> [Try it]: Repeat the full listing, word for word.

──────── Data for analysis ────────

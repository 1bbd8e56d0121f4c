//! Wire helpers shared by the protocol providers.
//!
//! Both engine clients hand back a status code and a JSON body; everything
//! after that is protocol-independent and lives here.

use serde_json::{json, Value};

use crate::errors::SearchIndexError;
use crate::types::{BulkItemOutcome, WriteOutcome};
use record_indexer_shared::DataRecord;

const NOT_FOUND_RESULT: &str = "not_found";
const ALREADY_EXISTS: &str = "resource_already_exists_exception";

/// Parse a body that may be empty (HEAD requests) or not JSON.
pub(crate) fn parse_body(text: &str) -> Option<Value> {
    if text.trim().is_empty() {
        return None;
    }
    serde_json::from_str(text).ok()
}

/// Normalize an index-exists answer.
///
/// Accepts a bare boolean body, an object wrapping a boolean under `body`,
/// or falls back to the status code.
pub(crate) fn index_exists(status: u16, body: Option<&Value>) -> Result<bool, SearchIndexError> {
    match body {
        Some(Value::Bool(exists)) => return Ok(*exists),
        Some(Value::Object(map)) => {
            if let Some(Value::Bool(exists)) = map.get("body") {
                return Ok(*exists);
            }
        }
        _ => {}
    }

    match status {
        200..=299 => Ok(true),
        404 => Ok(false),
        other => Err(SearchIndexError::response(format!(
            "index exists check returned status {other}"
        ))),
    }
}

/// Interpret the answer to an index-create call.
pub(crate) fn index_created(status: u16, text: &str) -> Result<(), SearchIndexError> {
    if (200..300).contains(&status) || text.contains(ALREADY_EXISTS) {
        return Ok(());
    }
    Err(SearchIndexError::response(format!(
        "index create returned status {status}: {text}"
    )))
}

/// Interpret the answer to a single-document write.
pub(crate) fn write_outcome(
    status: u16,
    body: Option<&Value>,
) -> Result<WriteOutcome, SearchIndexError> {
    if let Some(result) = body.and_then(|b| b.get("result")).and_then(Value::as_str) {
        return Ok(WriteOutcome::new(result));
    }
    if let Some(reason) = body.and_then(error_reason) {
        return Ok(WriteOutcome::new(reason));
    }
    if status == 404 {
        return Ok(WriteOutcome::new(NOT_FOUND_RESULT));
    }
    Err(SearchIndexError::response(format!(
        "write returned status {status} without a result"
    )))
}

/// Split a bulk response into per-item outcomes, in request order.
pub(crate) fn bulk_items(
    status: u16,
    body: Option<&Value>,
) -> Result<Vec<BulkItemOutcome>, SearchIndexError> {
    let items = body
        .and_then(|b| b.get("items"))
        .and_then(Value::as_array)
        .ok_or_else(|| {
            let reason = body
                .and_then(error_reason)
                .unwrap_or_else(|| "missing items".to_string());
            SearchIndexError::response(format!("bulk returned status {status}: {reason}"))
        })?;

    Ok(items
        .iter()
        .map(|item| {
            // Each item is keyed by its action name.
            let operation = item.as_object().and_then(|ops| ops.values().next());
            match operation.and_then(|op| op.get("error")) {
                Some(error) => BulkItemOutcome::failed(reason_of(error)),
                None => BulkItemOutcome::ok(),
            }
        })
        .collect())
}

/// Build the newline-delimited body of a bulk index request.
pub(crate) fn bulk_lines(index: &str, documents: &[DataRecord]) -> Vec<Value> {
    let mut lines = Vec::with_capacity(documents.len() * 2);
    for document in documents {
        let action = match document.id() {
            Some(id) => json!({"index": {"_index": index, "_id": id}}),
            None => json!({"index": {"_index": index}}),
        };
        lines.push(action);
        lines.push(document.clone().into_value());
    }
    lines
}

fn error_reason(body: &Value) -> Option<String> {
    body.get("error").map(reason_of)
}

fn reason_of(error: &Value) -> String {
    match error {
        Value::String(reason) => reason.clone(),
        Value::Object(fields) => fields
            .get("reason")
            .or_else(|| fields.get("type"))
            .and_then(Value::as_str)
            .unwrap_or("error")
            .to_string(),
        _ => "error".to_string(),
    }
}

────────

> [Solution to the exercise]:
repository 1bbd8e56d0121f4c
//! Wire helpers shared by the protocol providers.
//!
//! Both engine clients hand back a status code and a JSON body; everything
//! after that is protocol-independent and lives here.

use serde_json::{json, Value};

use crate::errors::SearchIndexError;
use crate::types::{BulkItemOutcome, WriteOutcome};
use record_indexer_shared::DataRecord;

const NOT_FOUND_RESULT: &str = "not_found";
const ALREADY_EXISTS: &str = "resource_already_exists_exception";

/// Parse a body that may be empty (HEAD requests) or not JSON.
pub(crate) fn parse_body(text: &str) -> Option<Value> {
    if text.trim().is_empty() {
        return None;
    }
    serde_json::from_str(text).ok()
}

/// Normalize an index-exists answer.
///
/// Accepts a bare boolean body, an object wrapping a boolean under `body`,
/// or falls back to the status code.
pub(crate) fn index_exists(status: u16, body: Option<&Value>) -> Result<bool, SearchIndexError> {
    match body {
        Some(Value::Bool(exists)) => return Ok(*exists),
        Some(Value::Object(map)) => {
            if let Some(Value::Bool(exists)) = map.get("body") {
                return Ok(*exists);
            }
        }
        _ => {}
    }

    match status {
        200..=299 => Ok(true),
        404 => Ok(false),
        other => Err(SearchIndexError::response(format!(
            "index exists check returned status {other}"
        ))),
    }
}

/// Interpret the answer to an index-create call.
pub(crate) fn index_created(status: u16, text: &str) -> Result<(), SearchIndexError> {
    if (200..300).contains(&status) || text.contains(ALREADY_EXISTS) {
        return Ok(());
    }
    Err(SearchIndexError::response(format!(
        "index create returned status {status}: {text}"
    )))
}

/// Interpret the answer to a single-document write.
pub(crate) fn write_outcome(
    status: u16,
    body: Option<&Value>,
) -> Result<WriteOutcome, SearchIndexError> {
    if let Some(result) = body.and_then(|b| b.get("result")).and_then(Value::as_str) {
        return Ok(WriteOutcome::new(result));
    }
    if let Some(reason) = body.and_then(error_reason) {
        return Ok(WriteOutcome::new(reason));
    }
    if status == 404 {
        return Ok(WriteOutcome::new(NOT_FOUND_RESULT));
    }
    Err(SearchIndexError::response(format!(
        "write returned status {status} without a result"
    )))
}

/// Split a bulk response into per-item outcomes, in request order.
pub(crate) fn bulk_items(
    status: u16,
    body: Option<&Value>,
) -> Result<Vec<BulkItemOutcome>, SearchIndexError> {
    let items = body
        .and_then(|b| b.get("items"))
        .and_then(Value::as_array)
        .ok_or_else(|| {
            let reason = body
                .and_then(error_reason)
                .unwrap_or_else(|| "missing items".to_string());
            SearchIndexError::response(format!("bulk returned status {status}: {reason}"))
        })?;

    Ok(items
        .iter()
        .map(|item| {
            // Each item is keyed by its action name.
            let operation = item.as_object().and_then(|ops| ops.values().next());
            match operation.and_then(|op| op.get("error")) {
                Some(error) => BulkItemOutcome::failed(reason_of(error)),
                None => BulkItemOutcome::ok(),
            }
        })
        .collect())
}

/// Build the newline-delimited body of a bulk index request.
pub(crate) fn bulk_lines(index: &str, documents: &[DataRecord]) -> Vec<Value> {
    let mut lines = Vec::with_capacity(documents.len() * 2);
    for document in documents {
        let action = match document.id() {
            Some(id) => json!({"index": {"_index": index, "_id": id}}),
            None => json!({"index": {"_index": index}}),
        };
        lines.push(action);
        lines.push(document.clone().into_value());
    }
    lines
}

fn error_reason(body: &Value) -> Option<String> {
    body.get("error").map(reason_of)
}

fn reason_of(error: &Value) -> String {
    match error {
        Value::String(reason) => reason.clone(),
        Value::Object(fields) => fields
            .get("reason")
            .or_else(|| fields.get("type"))
            .and_then(Value::as_str)
            .unwrap_or("error")
            .to_string(),
        _ => "error".to_string(),
    }
}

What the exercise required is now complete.